Charlie Oatway in action for Cardiff against Swansea in 1994.

Former Bluebird Oatway Working With Gus Poyet and Carlos Tevez In China

Former Cardiff City player Charlie Oatway is working alongside Gus Poyet and Carlos Tevez at the heart of Chinese Super League football.

Oatway is on manager Poyet’s coaching staff at Shanghai Greenland Shenhua, who have signed 33-year-old former Manchester United and Manchester City striker Tevez.

Former Brighton and Sunderland manager Poyet replaced Spaniard Gregorio Manzano after club bosses were far from satisfied with the forth-placed finish last season.

Poyet, 49, was sacked by struggling La Liga outfit Real Betis after 11 games in charge and made the move to China where Super League fixtures start next month.

Londoner Oatway is a close friend of Poyet and the pair worked together at Brighton, Sunderland, AEK Athens and Real Betis. He has the role of analysis coach at Shanghai.

Ramires, Oscar, Alex Teixeira and Tevez are among the big money players now preparing the Chinese season to start and more could follow. The CSL transfer window is still open and some clubs are still keen to add top quality players.

Cardiff signed Oatway from non-League Yeading in 1994 and he says: “They were my first pro club, taking me when I was 20-years-old.”

He later played for Brighton and linked with another former Bluebird, Richard Carpenter, in central midfield. Brighton were promoted three times in four seasons.

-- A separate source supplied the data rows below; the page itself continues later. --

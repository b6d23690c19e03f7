//! Generated keys written to disk and authorized, end to end

use std::fs;

use ssh_keypair::config::{
    authorize_key, authorize_new_key, list_keys, read_public_key, save_key_pair,
    AuthorizeOutcome, MARKER_COMMENT,
};
use ssh_keypair::crypto::SystemKeyGenerator;
use ssh_keypair::keygen::generate_ssh_key_pair;
use ssh_keypair::ssh::{decode_private_key, PublicKeyLine};

#[tokio::test]
async fn generate_save_authorize_list() {
    let home = tempfile::tempdir().unwrap();
    let ssh_dir = home.path().join(".ssh");

    let pair = generate_ssh_key_pair(&SystemKeyGenerator::new(), "alice@workstation")
        .await
        .unwrap();
    let saved = save_key_pair(&ssh_dir, &pair, false).unwrap();

    // Files read back exactly as generated
    let private = fs::read_to_string(&saved.private_key).unwrap();
    assert_eq!(private, pair.private_key);
    assert_eq!(decode_private_key(&private).unwrap().comment, "alice@workstation");

    let public = read_public_key(&saved.public_key).unwrap();
    assert_eq!(public, pair.public_key);

    assert_eq!(authorize_key(&ssh_dir, &public).unwrap(), AuthorizeOutcome::Added);
    assert_eq!(
        authorize_key(&ssh_dir, &public).unwrap(),
        AuthorizeOutcome::AlreadyPresent
    );

    let keys = list_keys(&ssh_dir).unwrap();
    assert_eq!(keys.len(), 1);
    assert_eq!(keys[0].key_type, "ssh-ed25519");
    assert_eq!(keys[0].comment, format!("alice@workstation {}", MARKER_COMMENT));
    assert_eq!(
        keys[0].fingerprint,
        PublicKeyLine::parse(&public).unwrap().fingerprint()
    );
}

#[tokio::test]
async fn two_key_types_live_side_by_side() {
    let dir = tempfile::tempdir().unwrap();

    let ed = generate_ssh_key_pair(&SystemKeyGenerator::new(), "")
        .await
        .unwrap();
    let rsa = generate_ssh_key_pair(
        &SystemKeyGenerator::new().without_ed25519().with_rsa_bits(2048),
        "",
    )
    .await
    .unwrap();

    let ed_files = save_key_pair(dir.path(), &ed, false).unwrap();
    let rsa_files = save_key_pair(dir.path(), &rsa, false).unwrap();

    assert!(ed_files.private_key.ends_with("id_ed25519"));
    assert!(rsa_files.private_key.ends_with("id_rsa"));
    assert!(rsa_files.public_key.ends_with("id_rsa.pub"));
}

#[tokio::test]
async fn one_shot_key_is_authorized_without_key_files() {
    let home = tempfile::tempdir().unwrap();
    let ssh_dir = home.path().join(".ssh");

    let (pair, outcome) = authorize_new_key(&SystemKeyGenerator::new(), &ssh_dir, "")
        .await
        .unwrap();
    assert_eq!(outcome, AuthorizeOutcome::Added);
    assert!(decode_private_key(&pair.private_key).is_ok());

    let keys = list_keys(&ssh_dir).unwrap();
    assert_eq!(keys.len(), 1);
    assert_eq!(keys[0].comment, MARKER_COMMENT);
    assert_eq!(
        keys[0].fingerprint,
        PublicKeyLine::parse(&pair.public_key).unwrap().fingerprint()
    );

    let line = fs::read_to_string(ssh_dir.join("authorized_keys")).unwrap();
    assert!(line.starts_with("restrict,pty ssh-ed25519 "));

    let key_files: Vec<_> = fs::read_dir(&ssh_dir)
        .unwrap()
        .map(|entry| entry.unwrap().file_name())
        .filter(|name| name.to_string_lossy().starts_with("id_"))
        .collect();
    assert!(key_files.is_empty());
}
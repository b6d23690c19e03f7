//! Show the SHA256 fingerprint of a public key file

use std::path::Path;

use colored::Colorize;

use crate::config::read_public_key;
use crate::error::Result;
use crate::ssh::PublicKeyLine;

pub fn run(path: &Path) -> Result<()> {
    let line = PublicKeyLine::parse(&read_public_key(path)?)?;

    let comment = if line.comment.is_empty() {
        "no comment".dimmed().to_string()
    } else {
        line.comment.clone()
    };

    println!("{} {} ({})", line.fingerprint().bold(), comment, line.algorithm.cyan());
    Ok(())
}
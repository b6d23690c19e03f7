//! Managed entries in `authorized_keys`
//!
//! Keys added through this tool carry a marker in their comment and the
//! `restrict` option, so they can be listed (and audited) separately from keys
//! the user manages by hand.

use std::fs::{self, OpenOptions};
use std::io::{Read, Seek, SeekFrom, Write};
use std::path::{Path, PathBuf};
use std::str::FromStr;

use serde::Serialize;
use ssh_key::authorized_keys::Entry;
use ssh_key::HashAlg;
use tracing::{info, warn};

use super::storage::ensure_ssh_dir;
use crate::crypto::KeyGenerator;
use crate::error::{Result, SshKeyError};
use crate::keygen::{generate_ssh_key_pair, SshKeyPair};
use crate::ssh::PublicKeyLine;

pub const AUTHORIZED_KEYS_FILE: &str = "authorized_keys";
const BACKUP_SUFFIX: &str = ".bak";

/// Comment marker identifying managed entries
pub const MARKER_COMMENT: &str = "ssh-keypair";

/// Options given to entries that don't already carry `restrict`
pub const DEFAULT_OPTIONS: &str = "restrict,pty";

const KEY_TYPE_PREFIX: &str = "ssh-";

/// A managed key, without any key material
#[derive(Debug, Clone, PartialEq, Eq, Serialize)]
pub struct KeyInfo {
    pub key_type: String,
    pub fingerprint: String,
    pub comment: String,
}

#[derive(Debug, Clone, Copy, PartialEq, Eq)]
pub enum AuthorizeOutcome {
    Added,
    AlreadyPresent,
}

pub fn authorized_keys_path(ssh_dir: &Path) -> PathBuf {
    ssh_dir.join(AUTHORIZED_KEYS_FILE)
}

/// Rewrite a public key (optionally prefixed with options) into a managed entry
///
/// Returns the entry line and the key's fingerprint.
pub fn managed_entry(public_key: &str) -> Result<(String, String)> {
    let parts: Vec<&str> = public_key.split_whitespace().collect();
    if parts.is_empty() {
        return Err(SshKeyError::InvalidPublicKey("empty".into()));
    }

    let type_index = parts
        .iter()
        .position(|part| part.starts_with(KEY_TYPE_PREFIX))
        .ok_or_else(|| SshKeyError::InvalidPublicKey("key type not found".into()))?;

    let options = if type_index > 0 {
        let mut options: Vec<&str> = parts[0].split(',').collect();
        if !options.contains(&"restrict") {
            options.insert(0, DEFAULT_OPTIONS);
        }
        options.join(",")
    } else {
        DEFAULT_OPTIONS.to_string()
    };

    let key_parts = &parts[type_index..];
    if key_parts.len() < 2 {
        return Err(SshKeyError::InvalidPublicKey("incomplete".into()));
    }

    let key = PublicKeyLine::parse(&format!("{} {}", key_parts[0], key_parts[1]))?;

    let mut comment: Vec<&str> = key_parts[2..].to_vec();
    if !comment.iter().any(|part| part.contains(MARKER_COMMENT)) {
        comment.push(MARKER_COMMENT);
    }

    let line = format!(
        "{} {} {} {}",
        options,
        key_parts[0],
        key_parts[1],
        comment.join(" ")
    );
    Ok((line, key.fingerprint()))
}

/// Append `public_key` to `<ssh_dir>/authorized_keys` as a managed entry
///
/// A managed entry with the same fingerprint is not added twice. An existing
/// file is backed up to `authorized_keys.bak` before it is modified.
pub fn authorize_key(ssh_dir: &Path, public_key: &str) -> Result<AuthorizeOutcome> {
    let (line, fingerprint) = managed_entry(public_key)?;

    ensure_ssh_dir(ssh_dir)?;
    let path = authorized_keys_path(ssh_dir);

    match list_keys(ssh_dir) {
        Ok(keys) if keys.iter().any(|key| key.fingerprint == fingerprint) => {
            info!(%fingerprint, "key already in authorized_keys");
            return Ok(AuthorizeOutcome::AlreadyPresent);
        }
        Ok(_) => {}
        Err(e) => {
            warn!(error = %e, "could not check existing fingerprints, adding anyway");
        }
    }

    if path.exists() {
        let mut backup = path.clone().into_os_string();
        backup.push(BACKUP_SUFFIX);
        fs::copy(&path, &backup)?;
        info!(backup = ?backup, "backed up authorized_keys");
    }

    let mut file = OpenOptions::new()
        .read(true)
        .append(true)
        .create(true)
        .open(&path)?;

    if needs_newline(&mut file)? {
        file.write_all(b"\n")?;
    }
    file.write_all(line.as_bytes())?;
    file.write_all(b"\n")?;
    file.sync_all()?;

    #[cfg(unix)]
    {
        use std::os::unix::fs::PermissionsExt;
        fs::set_permissions(&path, fs::Permissions::from_mode(0o600))?;
    }

    info!(%fingerprint, path = %path.display(), "added restricted key");
    Ok(AuthorizeOutcome::Added)
}

/// Generate a fresh key pair and authorize its public half in `ssh_dir`
///
/// Nothing but `authorized_keys` is written; the private key only exists in
/// the returned pair.
pub async fn authorize_new_key<G>(
    generator: &G,
    ssh_dir: &Path,
    comment: &str,
) -> Result<(SshKeyPair, AuthorizeOutcome)>
where
    G: KeyGenerator + ?Sized,
{
    let pair = generate_ssh_key_pair(generator, comment).await?;
    let outcome = authorize_key(ssh_dir, &pair.public_key)?;
    Ok((pair, outcome))
}

/// Managed entries in `<ssh_dir>/authorized_keys`. A missing file is empty.
pub fn list_keys(ssh_dir: &Path) -> Result<Vec<KeyInfo>> {
    let path = authorized_keys_path(ssh_dir);
    if !path.exists() {
        return Ok(Vec::new());
    }

    let content = fs::read_to_string(&path)?;
    let mut keys = Vec::new();

    for (number, line) in content.lines().enumerate() {
        let line = line.trim();
        if line.is_empty() || line.starts_with('#') || !line.contains(MARKER_COMMENT) {
            continue;
        }

        let entry = match Entry::from_str(line) {
            Ok(entry) => entry,
            Err(e) => {
                warn!(line = number + 1, error = %e, "skipping unparsable authorized_keys entry");
                continue;
            }
        };

        let public_key = entry.public_key();
        if !public_key.comment().contains(MARKER_COMMENT) {
            continue;
        }

        keys.push(KeyInfo {
            key_type: public_key.algorithm().as_str().to_string(),
            fingerprint: public_key.fingerprint(HashAlg::Sha256).to_string(),
            comment: public_key.comment().to_string(),
        });
    }

    info!(count = keys.len(), dir = %ssh_dir.display(), "listed managed keys");
    Ok(keys)
}

/// True when the file is non-empty and does not end in a newline
fn needs_newline(file: &mut fs::File) -> Result<bool> {
    let len = file.seek(SeekFrom::End(0))?;
    if len == 0 {
        return Ok(false);
    }
    file.seek(SeekFrom::End(-1))?;
    let mut last = [0u8; 1];
    file.read_exact(&mut last)?;
    Ok(last[0] != b'\n')
}
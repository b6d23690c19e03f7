use std::path::PathBuf;
use std::process::ExitCode;

use clap::{ArgAction, Parser, Subcommand};
use colored::Colorize;

use ssh_keypair::cli::{self, generate::GenerateOptions};
use ssh_keypair::error::Result;
use ssh_keypair::logging;

#[derive(Parser)]
#[command(name = "ssh-keypair")]
#[command(version)]
#[command(about = "Generate OpenSSH key pairs (Ed25519, falling back to RSA-4096)", long_about = None)]
struct Cli {
    /// More log output on stderr (-v info, -vv debug, -vvv trace)
    #[arg(short, long, action = ArgAction::Count, global = true)]
    verbose: u8,

    #[command(subcommand)]
    command: Commands,
}

#[derive(Subcommand)]
enum Commands {
    /// Generate a new key pair
    Generate {
        /// Comment embedded in both keys (e.g. user@host)
        #[arg(short = 'C', long, default_value = "")]
        comment: String,

        /// Generate RSA-4096 even if Ed25519 is available
        #[arg(long)]
        rsa: bool,

        /// Directory to write the key files to [default: ~/.ssh]
        #[arg(short, long)]
        out: Option<PathBuf>,

        /// Overwrite existing key files without asking
        #[arg(short, long)]
        force: bool,

        /// Print the keys to stdout instead of writing files
        #[arg(long)]
        print: bool,

        /// With --print, emit JSON
        #[arg(long, requires = "print")]
        json: bool,

        /// Also add the public key to authorized_keys (with --print, no key files are written)
        #[arg(long)]
        authorize: bool,

        /// SSH directory holding authorized_keys [default: ~/.ssh]
        #[arg(long, requires = "authorize")]
        ssh_dir: Option<PathBuf>,
    },

    /// Check whether Ed25519 keys can be generated
    Probe,

    /// Show the SHA256 fingerprint of a public key file
    Fingerprint {
        /// Public key file (e.g. ~/.ssh/id_ed25519.pub)
        file: PathBuf,
    },

    /// Show the structure of an unencrypted OpenSSH private key
    Inspect {
        /// Private key file (e.g. ~/.ssh/id_ed25519)
        file: PathBuf,
    },

    /// Add a public key to authorized_keys with restricted options
    Authorize {
        /// Public key file to add
        file: PathBuf,

        /// SSH directory holding authorized_keys [default: ~/.ssh]
        #[arg(long)]
        ssh_dir: Option<PathBuf>,
    },

    /// List keys added by this tool to authorized_keys
    List {
        /// SSH directory holding authorized_keys [default: ~/.ssh]
        #[arg(long)]
        ssh_dir: Option<PathBuf>,

        /// Emit JSON
        #[arg(long)]
        json: bool,
    },
}

fn main() -> ExitCode {
    let cli = Cli::parse();
    logging::init_logging(cli.verbose);

    match run(cli.command) {
        Ok(()) => ExitCode::SUCCESS,
        Err(e) => {
            eprintln!("{} {}", "Error:".red().bold(), e);
            ExitCode::FAILURE
        }
    }
}

fn run(command: Commands) -> Result<()> {
    match command {
        Commands::Generate {
            comment,
            rsa,
            out,
            force,
            print,
            json,
            authorize,
            ssh_dir,
        } => cli::generate::run(GenerateOptions {
            comment,
            rsa,
            out_dir: out,
            force,
            print,
            json,
            authorize,
            ssh_dir,
        }),
        Commands::Probe => cli::probe::run(),
        Commands::Fingerprint { file } => cli::fingerprint::run(&file),
        Commands::Inspect { file } => cli::inspect::run(&file),
        Commands::Authorize { file, ssh_dir } => cli::authorize::run(&file, ssh_dir),
        Commands::List { ssh_dir, json } => cli::list::run(ssh_dir, json),
    }
}
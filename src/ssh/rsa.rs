//! RSA keys in OpenSSH format
//!
//! Field order differs between the two halves of the format:
//! the public blob carries `e, n` while the private section carries
//! `n, e, d, iqmp, p, q`. `dp` and `dq` are not stored; OpenSSH recomputes them.

use zeroize::{Zeroize, ZeroizeOnDrop};

use super::private_key::{begin_private_section, seal, CheckInt};
use super::public_key::format_line;
use super::wire::SshWriter;

pub const ALGORITHM: &str = "ssh-rsa";

/// Modulus size used for generated keys
pub const KEY_BITS: usize = 4096;

/// Public exponent used for generated keys (65537)
pub const PUBLIC_EXPONENT: u64 = 0x10001;

/// RSA private key components as big-endian unsigned integers
///
/// Values may carry the leading `0x00` sign byte DER puts on integers with the
/// high bit set; `mpint` encoding normalises it. `n = p * q` is trusted, not
/// checked.
#[derive(Clone, PartialEq, Eq, Zeroize, ZeroizeOnDrop)]
pub struct RsaKeyComponents {
    pub n: Vec<u8>,
    pub e: Vec<u8>,
    pub d: Vec<u8>,
    pub p: Vec<u8>,
    pub q: Vec<u8>,
    /// d mod (p - 1)
    pub dp: Vec<u8>,
    /// d mod (q - 1)
    pub dq: Vec<u8>,
    /// q^-1 mod p
    pub qi: Vec<u8>,
}

impl std::fmt::Debug for RsaKeyComponents {
    fn fmt(&self, f: &mut std::fmt::Formatter<'_>) -> std::fmt::Result {
        f.debug_struct("RsaKeyComponents")
            .field("n_len", &self.n.len())
            .field("e", &self.e)
            .field("private", &"[REDACTED]")
            .finish()
    }
}

/// Public key blob: `string("ssh-rsa") ++ mpint(e) ++ mpint(n)`
pub fn public_blob(n: &[u8], e: &[u8]) -> Vec<u8> {
    let mut blob = SshWriter::with_capacity(4 + ALGORITHM.len() + 4 + e.len() + 5 + n.len());
    blob.write_string(ALGORITHM).write_mpint(e).write_mpint(n);
    blob.into_bytes()
}

/// `ssh-rsa <base64> [comment]`
pub fn encode_public_key(n: &[u8], e: &[u8], comment: &str) -> String {
    format_line(ALGORITHM, &public_blob(n, e), comment)
}

/// Armored OpenSSH v1 private key with a fresh random check-int
pub fn encode_private_key(key: &RsaKeyComponents, comment: &str) -> String {
    encode_private_key_with_check_int(key, comment, CheckInt::random())
}

/// Same as [`encode_private_key`] with a caller-supplied check-int
pub fn encode_private_key_with_check_int(
    key: &RsaKeyComponents,
    comment: &str,
    check: CheckInt,
) -> String {
    let mut section = begin_private_section(check, ALGORITHM);
    section
        .write_mpint(&key.n)
        .write_mpint(&key.e)
        .write_mpint(&key.d)
        .write_mpint(&key.qi)
        .write_mpint(&key.p)
        .write_mpint(&key.q)
        .write_string(comment);

    seal(&public_blob(&key.n, &key.e), section)
}
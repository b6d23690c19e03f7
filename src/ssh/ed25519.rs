//! Ed25519 keys in OpenSSH format
//!
//! The OpenSSH private key field for Ed25519 is 64 bytes: the 32-byte seed
//! followed by the 32-byte public key, the layout of a libsodium secret key.

use zeroize::Zeroizing;

use super::private_key::{begin_private_section, seal, CheckInt};
use super::public_key::format_line;
use super::wire::SshWriter;

pub const ALGORITHM: &str = "ssh-ed25519";

/// Raw key length for both halves
pub const KEY_LEN: usize = 32;

/// Public key blob: `string("ssh-ed25519") ++ string(public)`
pub fn public_blob(raw_public: &[u8; KEY_LEN]) -> Vec<u8> {
    let mut blob = SshWriter::with_capacity(4 + ALGORITHM.len() + 4 + KEY_LEN);
    blob.write_string(ALGORITHM).write_string(raw_public);
    blob.into_bytes()
}

/// `ssh-ed25519 <base64> [comment]`
pub fn encode_public_key(raw_public: &[u8; KEY_LEN], comment: &str) -> String {
    format_line(ALGORITHM, &public_blob(raw_public), comment)
}

/// Armored OpenSSH v1 private key with a fresh random check-int
pub fn encode_private_key(
    raw_private: &[u8; KEY_LEN],
    raw_public: &[u8; KEY_LEN],
    comment: &str,
) -> String {
    encode_private_key_with_check_int(raw_private, raw_public, comment, CheckInt::random())
}

/// Same as [`encode_private_key`] with a caller-supplied check-int
pub fn encode_private_key_with_check_int(
    raw_private: &[u8; KEY_LEN],
    raw_public: &[u8; KEY_LEN],
    comment: &str,
    check: CheckInt,
) -> String {
    let mut keypair = Zeroizing::new([0u8; 2 * KEY_LEN]);
    keypair[..KEY_LEN].copy_from_slice(raw_private);
    keypair[KEY_LEN..].copy_from_slice(raw_public);

    let mut section = begin_private_section(check, ALGORITHM);
    section
        .write_string(raw_public)
        .write_string(&keypair[..])
        .write_string(comment);

    seal(&public_blob(raw_public), section)
}

#[cfg(test)]
mod tests {
    use super::*;
    use crate::ssh::private_key::{decode_private_key, KeyFields};
    use crate::ssh::public_key::PublicKeyLine;

    const SEED: [u8; 32] = [0x11; 32];
    const PUBLIC: [u8; 32] = [0x22; 32];

    #[test]
    fn test_public_blob_layout() {
        let blob = public_blob(&PUBLIC);
        assert_eq!(blob.len(), 51);
        assert_eq!(&blob[..4], &[0, 0, 0, 11]);
        assert_eq!(&blob[4..15], b"ssh-ed25519");
        assert_eq!(&blob[15..19], &[0, 0, 0, 32]);
        assert_eq!(&blob[19..], &PUBLIC);
    }

    #[test]
    fn test_public_key_line() {
        let line = encode_public_key(&PUBLIC, "user@host");
        assert!(line.starts_with("ssh-ed25519 "));
        assert!(line.ends_with(" user@host"));

        let parsed = PublicKeyLine::parse(&line).unwrap();
        assert_eq!(parsed.blob, public_blob(&PUBLIC));
    }

    #[test]
    fn test_private_key_fields() {
        let text = encode_private_key_with_check_int(&SEED, &PUBLIC, "user@host", CheckInt(42));
        let decoded = decode_private_key(&text).unwrap();

        assert_eq!(decoded.check_ints, (42, 42));
        assert_eq!(decoded.key_type, "ssh-ed25519");
        assert_eq!(decoded.public_blob, public_blob(&PUBLIC));
        assert_eq!(decoded.comment, "user@host");
        assert_eq!(
            decoded.fields,
            KeyFields::Ed25519 {
                public: PUBLIC.to_vec(),
                private: [SEED, PUBLIC].concat(),
            }
        );
    }

    #[test]
    fn test_private_section_is_block_aligned() {
        // Comment lengths 0..8 hit every padding length
        for len in 0..8 {
            let comment = "c".repeat(len);
            let text = encode_private_key(&SEED, &PUBLIC, &comment);
            let decoded = decode_private_key(&text).unwrap();

            // 8 check + 15 type + 36 pub + 68 priv + 4 + len comment
            let unpadded = 8 + 15 + 36 + 68 + 4 + len;
            assert_eq!((unpadded + decoded.padding.len()) % 8, 0);
            assert_eq!(decoded.comment, comment);
        }
    }
}
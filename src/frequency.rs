//! Generating the period/frequency grid an inversion runs over.

use crate::Error;

/// Default number of frequencies (matches [`crate::InversionParams::n_freq`]'s default).
pub const DEFAULT_N_FREQ: usize = 61;
/// Default shortest period, seconds.
pub const DEFAULT_T_MIN: f64 = 0.001;
/// Default longest period, seconds.
pub const DEFAULT_T_MAX: f64 = 1000.0;

/// A log-uniformly spaced grid of periods and their angular frequencies.
#[derive(Clone, Debug, PartialEq)]
#[cfg_attr(feature = "serde", derive(serde::Serialize, serde::Deserialize))]
pub struct FrequencyGrid {
    /// Period in seconds, `periods.len() == omega.len()`.
    pub periods: Vec<f64>,
    /// Angular frequency in radians/second, `omega_k = 2*pi / periods[k]`.
    pub omega: Vec<f64>,
}

impl FrequencyGrid {
    /// Number of frequencies in the grid.
    pub fn n_freq(&self) -> usize {
        self.periods.len()
    }
}

/// Generate a log-uniformly spaced grid of `n_freq` periods between
/// `t_min` and `t_max` seconds (inclusive), and their angular frequencies.
///
/// Requires `n_freq >= 2` and `0 < t_min < t_max`, otherwise returns
/// [`Error::InvalidConfiguration`]. Deterministic and pure: calling this
/// twice with the same arguments produces bit-identical output.
pub fn generate(n_freq: usize, t_min: f64, t_max: f64) -> Result<FrequencyGrid, Error> {
    if n_freq < 2 {
        return Err(Error::InvalidConfiguration(format!(
            "n_freq must be at least 2, got {n_freq}"
        )));
    }
    if !(t_min.is_finite() && t_max.is_finite() && t_min > 0.0 && t_min < t_max) {
        return Err(Error::InvalidConfiguration(format!(
            "t_min ({t_min}) and t_max ({t_max}) must be finite with 0 < t_min < t_max"
        )));
    }

    let log_t_min = t_min.log10();
    let log_t_max = t_max.log10();
    let dlog_t = (log_t_max - log_t_min) / (n_freq - 1) as f64;

    let mut periods = Vec::with_capacity(n_freq);
    let mut omega = Vec::with_capacity(n_freq);
    for i in 0..n_freq {
        let log_t = log_t_min + i as f64 * dlog_t;
        let period = 10f64.powf(log_t);
        periods.push(period);
        omega.push(2.0 * std::f64::consts::PI / period);
    }

    Ok(FrequencyGrid { periods, omega })
}

#[cfg(test)]
mod tests {
    use super::*;

    #[test]
    fn generate_spans_the_requested_range() {
        let grid = generate(61, 0.001, 1000.0).unwrap();
        assert_eq!(grid.n_freq(), 61);
        assert!((grid.periods[0] - 0.001).abs() < 1e-12);
        assert!((grid.periods[60] - 1000.0).abs() < 1e-6);
    }

    #[test]
    fn generate_is_deterministic() {
        let a = generate(10, 0.01, 100.0).unwrap();
        let b = generate(10, 0.01, 100.0).unwrap();
        assert_eq!(a, b);
    }

    #[test]
    fn generate_rejects_too_few_frequencies() {
        assert!(generate(1, 0.001, 1000.0).is_err());
    }

    #[test]
    fn generate_rejects_inverted_range() {
        assert!(generate(10, 1000.0, 0.001).is_err());
        assert!(generate(10, -1.0, 1000.0).is_err());
    }

    #[test]
    fn omega_matches_period() {
        let grid = generate(5, 0.1, 10.0).unwrap();
        for (t, w) in grid.periods.iter().zip(grid.omega.iter()) {
            assert!((w - 2.0 * std::f64::consts::PI / t).abs() < 1e-9);
        }
    }
}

Oatway is a huge Queens Park Rangers fan and that is illustrated by his full name, which is: Anthony Phillips David Terry, Frank, Donald, Stanley, Gerry, Gordon, Steve James Oatway.

Anthony had no obvious connection to Rangers, but the other names related to former players – Phillip (Parkes), David (Clement), Terry (Venables), Frank (McLintock), Donald (Givens), Gerry (Francis), Gordon (Jago, manager), Steve (Burtenshaw, coach), James (Gregory, chairman).

“I don’t even know who half of those old players are,” said Oatway. “Some are from the 1972-73 team who finished Division Two runners-up.

“It began when somebody bet dad he wouldn’t name his new son after the QPR team.

“We used to live next door to Loftus Road and climb over the wall at the back of our garden to get in for nothing.”